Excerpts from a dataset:

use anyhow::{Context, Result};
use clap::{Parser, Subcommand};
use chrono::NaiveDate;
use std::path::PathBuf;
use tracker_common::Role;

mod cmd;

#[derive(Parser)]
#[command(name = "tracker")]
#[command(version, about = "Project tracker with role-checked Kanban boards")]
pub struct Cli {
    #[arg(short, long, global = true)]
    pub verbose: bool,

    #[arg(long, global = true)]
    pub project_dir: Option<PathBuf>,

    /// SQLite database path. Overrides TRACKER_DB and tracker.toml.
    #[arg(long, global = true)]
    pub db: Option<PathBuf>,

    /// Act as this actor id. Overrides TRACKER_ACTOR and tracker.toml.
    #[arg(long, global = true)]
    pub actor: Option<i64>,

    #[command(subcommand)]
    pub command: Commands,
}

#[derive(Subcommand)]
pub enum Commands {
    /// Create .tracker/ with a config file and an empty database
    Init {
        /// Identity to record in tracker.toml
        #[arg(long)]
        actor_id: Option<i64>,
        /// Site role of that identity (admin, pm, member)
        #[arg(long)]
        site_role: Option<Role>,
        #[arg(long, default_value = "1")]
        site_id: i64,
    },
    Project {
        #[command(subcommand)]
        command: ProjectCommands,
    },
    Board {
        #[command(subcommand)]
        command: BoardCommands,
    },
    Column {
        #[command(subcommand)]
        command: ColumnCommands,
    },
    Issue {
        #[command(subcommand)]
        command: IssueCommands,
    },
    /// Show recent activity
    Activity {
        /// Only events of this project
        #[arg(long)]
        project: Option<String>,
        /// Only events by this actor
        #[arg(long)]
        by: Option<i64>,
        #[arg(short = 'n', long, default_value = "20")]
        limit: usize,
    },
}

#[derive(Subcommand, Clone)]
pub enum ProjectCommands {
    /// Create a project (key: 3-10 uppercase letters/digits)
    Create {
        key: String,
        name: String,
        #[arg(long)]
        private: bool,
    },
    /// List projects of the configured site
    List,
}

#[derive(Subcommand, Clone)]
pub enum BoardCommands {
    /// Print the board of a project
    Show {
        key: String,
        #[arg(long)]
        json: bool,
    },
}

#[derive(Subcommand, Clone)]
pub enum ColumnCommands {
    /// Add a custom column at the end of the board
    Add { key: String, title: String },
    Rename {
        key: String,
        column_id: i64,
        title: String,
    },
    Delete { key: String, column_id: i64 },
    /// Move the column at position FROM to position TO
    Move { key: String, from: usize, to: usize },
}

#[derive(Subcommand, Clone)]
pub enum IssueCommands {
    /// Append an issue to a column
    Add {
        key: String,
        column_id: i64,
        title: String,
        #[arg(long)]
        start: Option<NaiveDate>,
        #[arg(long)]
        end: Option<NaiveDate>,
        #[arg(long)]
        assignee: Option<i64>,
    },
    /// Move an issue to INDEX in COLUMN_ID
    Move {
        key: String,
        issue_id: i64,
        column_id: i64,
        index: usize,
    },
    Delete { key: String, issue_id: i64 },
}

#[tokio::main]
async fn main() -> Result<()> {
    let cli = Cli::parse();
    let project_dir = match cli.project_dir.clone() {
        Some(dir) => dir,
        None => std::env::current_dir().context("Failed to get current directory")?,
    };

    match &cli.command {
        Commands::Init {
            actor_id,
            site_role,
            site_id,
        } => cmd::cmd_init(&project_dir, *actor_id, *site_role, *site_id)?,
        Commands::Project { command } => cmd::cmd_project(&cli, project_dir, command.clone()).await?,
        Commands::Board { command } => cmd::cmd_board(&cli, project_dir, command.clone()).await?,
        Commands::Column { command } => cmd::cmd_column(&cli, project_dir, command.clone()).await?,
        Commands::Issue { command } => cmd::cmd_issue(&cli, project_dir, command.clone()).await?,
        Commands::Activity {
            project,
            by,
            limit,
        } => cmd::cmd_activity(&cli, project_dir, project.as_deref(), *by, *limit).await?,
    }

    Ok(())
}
==
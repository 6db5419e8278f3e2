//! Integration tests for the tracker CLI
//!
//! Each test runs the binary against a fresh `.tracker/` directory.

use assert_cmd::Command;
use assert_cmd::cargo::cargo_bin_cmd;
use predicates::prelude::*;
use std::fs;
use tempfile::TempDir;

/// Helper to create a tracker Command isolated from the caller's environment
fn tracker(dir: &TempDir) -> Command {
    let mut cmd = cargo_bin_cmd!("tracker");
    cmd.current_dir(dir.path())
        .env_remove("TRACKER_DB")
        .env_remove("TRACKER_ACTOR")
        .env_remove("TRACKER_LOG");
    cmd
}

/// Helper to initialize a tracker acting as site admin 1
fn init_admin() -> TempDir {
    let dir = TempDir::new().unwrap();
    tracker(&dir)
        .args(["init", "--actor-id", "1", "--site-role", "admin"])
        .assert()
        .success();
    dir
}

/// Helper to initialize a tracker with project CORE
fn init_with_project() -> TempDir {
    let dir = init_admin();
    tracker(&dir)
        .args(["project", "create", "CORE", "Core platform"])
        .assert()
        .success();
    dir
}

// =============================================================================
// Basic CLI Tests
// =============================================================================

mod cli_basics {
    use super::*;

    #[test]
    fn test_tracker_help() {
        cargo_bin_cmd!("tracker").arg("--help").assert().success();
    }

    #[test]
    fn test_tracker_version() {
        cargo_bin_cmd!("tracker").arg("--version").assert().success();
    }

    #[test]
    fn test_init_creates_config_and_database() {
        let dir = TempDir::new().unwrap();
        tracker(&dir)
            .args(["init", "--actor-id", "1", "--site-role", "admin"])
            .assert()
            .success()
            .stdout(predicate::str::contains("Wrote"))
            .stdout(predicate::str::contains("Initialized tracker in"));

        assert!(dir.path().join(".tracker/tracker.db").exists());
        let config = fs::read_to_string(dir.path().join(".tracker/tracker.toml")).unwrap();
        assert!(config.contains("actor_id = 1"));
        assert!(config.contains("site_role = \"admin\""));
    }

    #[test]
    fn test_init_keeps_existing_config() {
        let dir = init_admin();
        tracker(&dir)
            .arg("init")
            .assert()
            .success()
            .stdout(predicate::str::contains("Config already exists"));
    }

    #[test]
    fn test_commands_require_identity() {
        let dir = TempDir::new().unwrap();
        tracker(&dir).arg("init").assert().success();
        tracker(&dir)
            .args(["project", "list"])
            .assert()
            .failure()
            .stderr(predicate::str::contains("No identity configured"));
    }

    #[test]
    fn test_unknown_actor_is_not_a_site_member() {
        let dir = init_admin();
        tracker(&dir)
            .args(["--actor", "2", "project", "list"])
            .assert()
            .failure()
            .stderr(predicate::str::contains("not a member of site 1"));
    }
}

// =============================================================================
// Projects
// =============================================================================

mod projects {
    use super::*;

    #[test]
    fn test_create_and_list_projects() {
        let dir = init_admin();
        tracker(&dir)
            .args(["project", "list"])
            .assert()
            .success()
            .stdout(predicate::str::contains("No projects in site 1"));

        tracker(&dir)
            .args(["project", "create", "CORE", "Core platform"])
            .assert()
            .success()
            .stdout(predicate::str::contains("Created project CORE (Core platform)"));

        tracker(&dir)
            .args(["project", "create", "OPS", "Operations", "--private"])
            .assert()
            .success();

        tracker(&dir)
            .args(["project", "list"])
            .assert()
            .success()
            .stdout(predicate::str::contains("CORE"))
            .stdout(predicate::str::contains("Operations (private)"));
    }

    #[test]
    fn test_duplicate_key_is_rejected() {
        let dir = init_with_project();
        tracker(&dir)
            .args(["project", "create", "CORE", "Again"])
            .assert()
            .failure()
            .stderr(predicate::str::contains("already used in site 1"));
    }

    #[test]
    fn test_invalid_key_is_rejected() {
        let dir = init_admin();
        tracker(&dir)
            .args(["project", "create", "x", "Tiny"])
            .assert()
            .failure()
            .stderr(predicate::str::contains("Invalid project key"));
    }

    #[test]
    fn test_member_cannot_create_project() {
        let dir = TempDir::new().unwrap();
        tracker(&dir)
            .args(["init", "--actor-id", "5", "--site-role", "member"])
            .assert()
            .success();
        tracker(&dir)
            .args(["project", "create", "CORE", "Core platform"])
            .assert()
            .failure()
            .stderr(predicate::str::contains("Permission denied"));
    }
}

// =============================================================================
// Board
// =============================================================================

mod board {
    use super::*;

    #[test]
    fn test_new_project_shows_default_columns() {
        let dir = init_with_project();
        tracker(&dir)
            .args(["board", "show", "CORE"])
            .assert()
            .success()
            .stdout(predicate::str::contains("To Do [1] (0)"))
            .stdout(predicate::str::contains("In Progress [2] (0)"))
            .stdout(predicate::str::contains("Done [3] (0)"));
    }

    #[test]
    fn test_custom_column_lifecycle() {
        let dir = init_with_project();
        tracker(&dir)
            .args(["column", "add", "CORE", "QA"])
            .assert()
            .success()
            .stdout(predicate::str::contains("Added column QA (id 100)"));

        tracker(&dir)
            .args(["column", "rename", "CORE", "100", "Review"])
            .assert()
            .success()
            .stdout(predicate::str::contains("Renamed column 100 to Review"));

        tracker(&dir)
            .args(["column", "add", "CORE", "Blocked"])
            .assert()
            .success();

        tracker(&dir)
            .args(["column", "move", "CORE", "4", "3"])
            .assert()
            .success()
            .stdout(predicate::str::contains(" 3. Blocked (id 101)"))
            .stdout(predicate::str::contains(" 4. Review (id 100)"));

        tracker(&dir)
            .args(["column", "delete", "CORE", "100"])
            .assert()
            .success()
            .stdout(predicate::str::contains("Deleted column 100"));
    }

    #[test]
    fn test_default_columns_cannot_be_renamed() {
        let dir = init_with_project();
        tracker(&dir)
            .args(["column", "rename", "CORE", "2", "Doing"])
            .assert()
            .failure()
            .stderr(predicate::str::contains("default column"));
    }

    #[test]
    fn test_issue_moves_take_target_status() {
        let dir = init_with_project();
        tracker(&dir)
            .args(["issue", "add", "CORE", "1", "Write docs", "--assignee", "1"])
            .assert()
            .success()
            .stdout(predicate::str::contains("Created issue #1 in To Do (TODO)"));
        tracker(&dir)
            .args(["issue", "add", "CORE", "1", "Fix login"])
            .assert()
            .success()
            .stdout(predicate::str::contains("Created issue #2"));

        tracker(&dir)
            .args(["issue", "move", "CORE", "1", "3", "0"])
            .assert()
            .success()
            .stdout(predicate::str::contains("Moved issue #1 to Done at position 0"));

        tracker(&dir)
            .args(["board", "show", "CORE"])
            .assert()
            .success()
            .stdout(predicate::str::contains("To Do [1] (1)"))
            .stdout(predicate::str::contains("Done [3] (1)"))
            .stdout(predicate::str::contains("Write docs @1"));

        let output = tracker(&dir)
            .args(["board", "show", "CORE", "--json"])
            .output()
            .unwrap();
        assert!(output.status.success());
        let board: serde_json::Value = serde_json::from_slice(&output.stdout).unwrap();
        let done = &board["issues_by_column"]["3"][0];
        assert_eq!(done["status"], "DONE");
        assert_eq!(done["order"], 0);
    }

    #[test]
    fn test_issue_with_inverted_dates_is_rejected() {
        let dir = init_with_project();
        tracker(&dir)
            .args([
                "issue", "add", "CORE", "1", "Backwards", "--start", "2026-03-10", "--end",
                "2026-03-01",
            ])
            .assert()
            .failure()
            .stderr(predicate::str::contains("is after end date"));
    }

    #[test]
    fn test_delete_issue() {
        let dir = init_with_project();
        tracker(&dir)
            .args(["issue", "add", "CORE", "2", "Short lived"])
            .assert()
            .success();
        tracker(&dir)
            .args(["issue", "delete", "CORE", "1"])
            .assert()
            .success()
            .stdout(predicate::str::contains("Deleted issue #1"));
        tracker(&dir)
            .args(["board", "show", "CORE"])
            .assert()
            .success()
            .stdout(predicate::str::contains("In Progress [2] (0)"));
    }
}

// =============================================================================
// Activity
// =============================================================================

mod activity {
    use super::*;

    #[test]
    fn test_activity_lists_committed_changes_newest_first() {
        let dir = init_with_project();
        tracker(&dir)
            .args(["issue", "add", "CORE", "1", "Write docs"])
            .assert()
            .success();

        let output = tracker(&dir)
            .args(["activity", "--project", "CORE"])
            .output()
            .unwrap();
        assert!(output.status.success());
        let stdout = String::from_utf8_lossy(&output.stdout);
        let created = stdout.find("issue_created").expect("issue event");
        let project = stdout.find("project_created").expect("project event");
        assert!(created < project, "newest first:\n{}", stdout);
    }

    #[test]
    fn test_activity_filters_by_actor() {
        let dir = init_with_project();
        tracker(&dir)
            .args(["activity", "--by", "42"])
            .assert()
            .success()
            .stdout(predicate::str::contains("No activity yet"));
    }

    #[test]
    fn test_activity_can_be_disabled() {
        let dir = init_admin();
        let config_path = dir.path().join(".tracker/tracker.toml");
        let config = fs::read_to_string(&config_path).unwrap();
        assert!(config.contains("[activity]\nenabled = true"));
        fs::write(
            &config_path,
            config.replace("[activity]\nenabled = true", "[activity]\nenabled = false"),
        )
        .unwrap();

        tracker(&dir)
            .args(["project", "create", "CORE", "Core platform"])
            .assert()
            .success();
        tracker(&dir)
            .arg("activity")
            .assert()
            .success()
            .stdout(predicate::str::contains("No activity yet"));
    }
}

* Your task *
Retype exactly, and only, the lines above from the one where "fn init_with_project() ->" occurs up to and including the one where "Basic CLI Tests" occurs.

* Answer to this exercise *
fn init_with_project() -> TempDir {
    let dir = init_admin();
    tracker(&dir)
        .args(["project", "create", "CORE", "Core platform"])
        .assert()
        .success();
    dir
}

// =============================================================================
// Basic CLI Tests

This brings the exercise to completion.